Android Malware Rises, but Security Risks Remain Low in U.S.
Android malware has taken off, but infection rates are still relatively low, according to a new report from F-Secure. The study also found that nearly abandoned Symbian OS is still a target.Cyber-criminals are looking for the right model to make money on compromised mobile devices, especially those based on Google’s Android operating systems, and have started flooding mobile-app marketplaces with malware, but with limited success.
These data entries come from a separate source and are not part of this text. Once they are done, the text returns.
use crate::{QueryProfile, StructuralParams, TierAssignment, TierBoundaries, TopologySynthesizer};
use serde::{Deserialize, Serialize};
use std::cmp::Ordering;
use tracing::{debug, info, warn};
use walkgraph_core::{
    ConstraintViolation, GraphLimits, Result, SearchConfig, WalkGraphConfig, WalkGraphError,
};
use walkgraph_graph::WalkGraph;
use walkgraph_walk::{EvaluationSummary, Evaluator, WeightedScore};

/// Finite set of structural parameter tuples to try, in evaluation order.
#[derive(Debug, Clone, PartialEq, Default)]
pub struct CandidateGrid {
    candidates: Vec<StructuralParams>,
}

impl CandidateGrid {
    /// Cartesian product of the configured lists. Combinations whose medium
    /// tier would end before the high tier are left out.
    pub fn from_config(config: &SearchConfig) -> Result<Self> {
        if let Some(w) = config.weight_triples.iter().find(|w| !w.is_strictly_ordered()) {
            return Err(WalkGraphError::InvalidParameter(format!(
                "weight triple {} must be positive with primary > secondary > backup",
                w
            )));
        }
        if config.skip_distances.contains(&0) {
            return Err(WalkGraphError::InvalidParameter(
                "skip distances must be at least 1".to_string(),
            ));
        }

        let mut candidates = Vec::new();
        for &tier_a in &config.tier_a_sizes {
            for &tier_b_end in &config.tier_b_ends {
                let Ok(boundaries) = TierBoundaries::by_rank(tier_a, tier_b_end) else {
                    debug!(tier_a, tier_b_end, "dropping inverted tier boundaries");
                    continue;
                };
                for &skip in &config.skip_distances {
                    for &weights in &config.weight_triples {
                        candidates.push(StructuralParams::new(boundaries, skip, weights));
                    }
                }
            }
        }
        Ok(Self { candidates })
    }

    pub fn from_params(candidates: Vec<StructuralParams>) -> Self {
        Self { candidates }
    }

    pub fn single(params: StructuralParams) -> Self {
        Self::from_params(vec![params])
    }

    pub fn len(&self) -> usize {
        self.candidates.len()
    }

    pub fn is_empty(&self) -> bool {
        self.candidates.is_empty()
    }

    pub fn iter(&self) -> impl Iterator<Item = &StructuralParams> + '_ {
        self.candidates.iter()
    }
}

/// What happened to one grid entry.
#[derive(Debug, Clone, PartialEq, Serialize, Deserialize)]
#[serde(tag = "status", rename_all = "snake_case")]
pub enum CandidateStatus {
    Evaluated {
        edges: usize,
        success_rate: f64,
        median_path_length: Option<f64>,
        score: f64,
    },
    Skipped {
        reason: String,
    },
}

#[derive(Debug, Clone, PartialEq, Serialize, Deserialize)]
pub struct CandidateRecord {
    /// Parameters requested by the grid.
    pub requested: StructuralParams,
    /// Parameters actually synthesized, after clamping and budget retries.
    pub effective: StructuralParams,
    pub retries: usize,
    pub status: CandidateStatus,
}

/// Winner of a search run plus the full candidate history.
#[derive(Debug, Clone)]
pub struct SearchOutcome {
    pub graph: WalkGraph,
    pub params: StructuralParams,
    pub tiers: TierAssignment,
    pub summary: EvaluationSummary,
    pub evaluated: usize,
    pub skipped: usize,
    pub history: Vec<CandidateRecord>,
}

struct Best {
    graph: WalkGraph,
    params: StructuralParams,
    tiers: TierAssignment,
    summary: EvaluationSummary,
}

/// Synthesize-and-evaluate driver over a [`CandidateGrid`].
///
/// Candidates that break a structural limit are skipped; a candidate over the
/// edge budget is first retried with a narrower medium tier. Every other
/// error, including a dead end found during evaluation, ends the run.
#[derive(Debug, Clone)]
pub struct SearchLoop {
    synthesizer: TopologySynthesizer,
    evaluator: Evaluator,
    boundary_retries: usize,
}

impl SearchLoop {
    pub fn new(limits: GraphLimits, evaluator: Evaluator) -> Self {
        Self {
            synthesizer: TopologySynthesizer::new(limits),
            evaluator,
            boundary_retries: 4,
        }
    }

    /// Loop wired from a full configuration, scoring with its
    /// `success_weight` and `length_weight`.
    pub fn from_config(config: &WalkGraphConfig) -> Self {
        let policy = WeightedScore::new(config.search.success_weight, config.search.length_weight);
        let evaluator = Evaluator::new(config.evaluation.clone()).with_score_policy(policy);
        Self::new(config.limits, evaluator)
            .with_boundary_retries(config.search.boundary_retries)
    }

    pub fn with_boundary_retries(mut self, retries: usize) -> Self {
        self.boundary_retries = retries;
        self
    }

    pub fn run(&self, profile: &QueryProfile, grid: &CandidateGrid) -> Result<SearchOutcome> {
        if profile.is_empty() {
            return Err(WalkGraphError::EmptyProfile);
        }
        if grid.is_empty() {
            return Err(WalkGraphError::InvalidParameter(
                "candidate grid is empty".to_string(),
            ));
        }
        let node_count = self.synthesizer.limits().node_count;
        let workload = profile.workload();
        info!(
            candidates = grid.len(),
            nodes = node_count,
            budget = self.synthesizer.limits().max_total_edges,
            "starting topology search"
        );

        let mut best: Option<Best> = None;
        let mut history = Vec::with_capacity(grid.len());
        let mut last_violation: Option<ConstraintViolation> = None;
        let (mut evaluated, mut skipped) = (0usize, 0usize);

        for requested in grid.iter() {
            let mut params = *requested;
            let mut retries = 0usize;
            let built = loop {
                let tiers = TierAssignment::from_profile(profile, node_count, params.boundaries)?;
                params.boundaries = tiers.boundaries();
                match self.synthesizer.synthesize(&tiers, &params) {
                    Ok(graph) => break Ok((graph, tiers)),
                    Err(WalkGraphError::ConstraintViolation(violation)) => {
                        match self.narrowed(&params, &violation, retries) {
                            Some(next) => {
                                debug!(
                                    from = %params.boundaries,
                                    to = %next,
                                    "retrying with narrower medium tier"
                                );
                                params.boundaries = next;
                                retries += 1;
                            }
                            None => break Err(violation),
                        }
                    }
                    Err(other) => return Err(other),
                }
            };

            let (graph, tiers) = match built {
                Ok(built) => built,
                Err(violation) => {
                    warn!(params = %requested, %violation, "skipping candidate");
                    skipped += 1;
                    history.push(CandidateRecord {
                        requested: *requested,
                        effective: params,
                        retries,
                        status: CandidateStatus::Skipped {
                            reason: violation.to_string(),
                        },
                    });
                    last_violation = Some(violation);
                    continue;
                }
            };

            let summary = self.evaluator.evaluate(&graph, &workload)?;
            evaluated += 1;
            debug!(params = %params, %summary, "candidate evaluated");
            history.push(CandidateRecord {
                requested: *requested,
                effective: params,
                retries,
                status: CandidateStatus::Evaluated {
                    edges: graph.edge_count(),
                    success_rate: summary.success_rate,
                    median_path_length: summary.median_path_length(),
                    score: summary.score,
                },
            });

            let improves = best.as_ref().is_none_or(|b| {
                rank(&summary, &graph, &b.summary, &b.graph) == Ordering::Greater
            });
            if improves {
                best = Some(Best {
                    graph,
                    params,
                    tiers,
                    summary,
                });
            }
        }

        let Some(best) = best else {
            return Err(match last_violation {
                Some(violation) => violation.into(),
                None => WalkGraphError::InvalidParameter("no candidate was evaluated".to_string()),
            });
        };
        info!(
            params = %best.params,
            evaluated,
            skipped,
            summary = %best.summary,
            "topology search complete"
        );
        Ok(SearchOutcome {
            graph: best.graph,
            params: best.params,
            tiers: best.tiers,
            summary: best.summary,
            evaluated,
            skipped,
            history,
        })
    }

    /// Boundaries for the next budget retry: the medium tier loses about two
    /// edges per demoted node, so it shrinks by half the excess.
    fn narrowed(
        &self,
        params: &StructuralParams,
        violation: &ConstraintViolation,
        retries: usize,
    ) -> Option<TierBoundaries> {
        let ConstraintViolation::EdgeBudgetExceeded { edges, budget } = *violation else {
            return None;
        };
        let current = params.boundaries;
        if retries >= self.boundary_retries || current.tier_b_end <= current.tier_a {
            return None;
        }
        let shrink = (edges - budget).div_ceil(2).max(1);
        Some(TierBoundaries {
            tier_a: current.tier_a,
            tier_b_end: current.tier_b_end.saturating_sub(shrink).max(current.tier_a),
        })
    }
}

/// Higher score wins; ties go to the shorter median, then the smaller graph.
fn rank(a: &EvaluationSummary, ga: &WalkGraph, b: &EvaluationSummary, gb: &WalkGraph) -> Ordering {
    let median = |s: &EvaluationSummary| s.median_path_length().unwrap_or(f64::INFINITY);
    a.score
        .total_cmp(&b.score)
        .then_with(|| median(b).total_cmp(&median(a)))
        .then_with(|| gb.edge_count().cmp(&ga.edge_count()))
}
The number of malicious Android programs detected by Helsinki, Finland-based security firm F-Secure, for example, has soared past 50,000 in the third quarter, a tenfold increase from the second quarter of 2012, the firm stated in a report released Nov. 5. For North American and western European users, however, cyber-criminals interested in infecting Android systems should not be overly concerning: The increased adoption of Android in less security-conscious markets, such as in China and Russia, is mainly to blame for the jump in malware, the company stated in its report. "These expanding markets have also been notable for the proliferation of less-secure third-party apps markets, which are popular with users for various reasons," the company stated. "This factor may also account for the increasing number of malicious samples seen this quarter." While quarterly reports on the malware landscape have noted a steep increase in the number of malicious applications discovered in software marketplaces, such as Google Play, the rate of infection remains low outside of China, Russia and other eastern European nations. About 40 percent of Android smartphone users are infected in those nations, according to security firm Lookout; in North America, less than 0.3 percent of users have had a malicious program installed on their phones, according to a recent report by network security firm Kindsight.
Google has noted that cyber-criminals have focused on the Android platform. In 2011, the company started scanning apps submitted to Google Play using its homegrown automated system known as Bouncer. By the time the company announced the existence of the system in February 2012, the number of users who had downloaded a malicious application from the marketplace had dropped by 40 percent.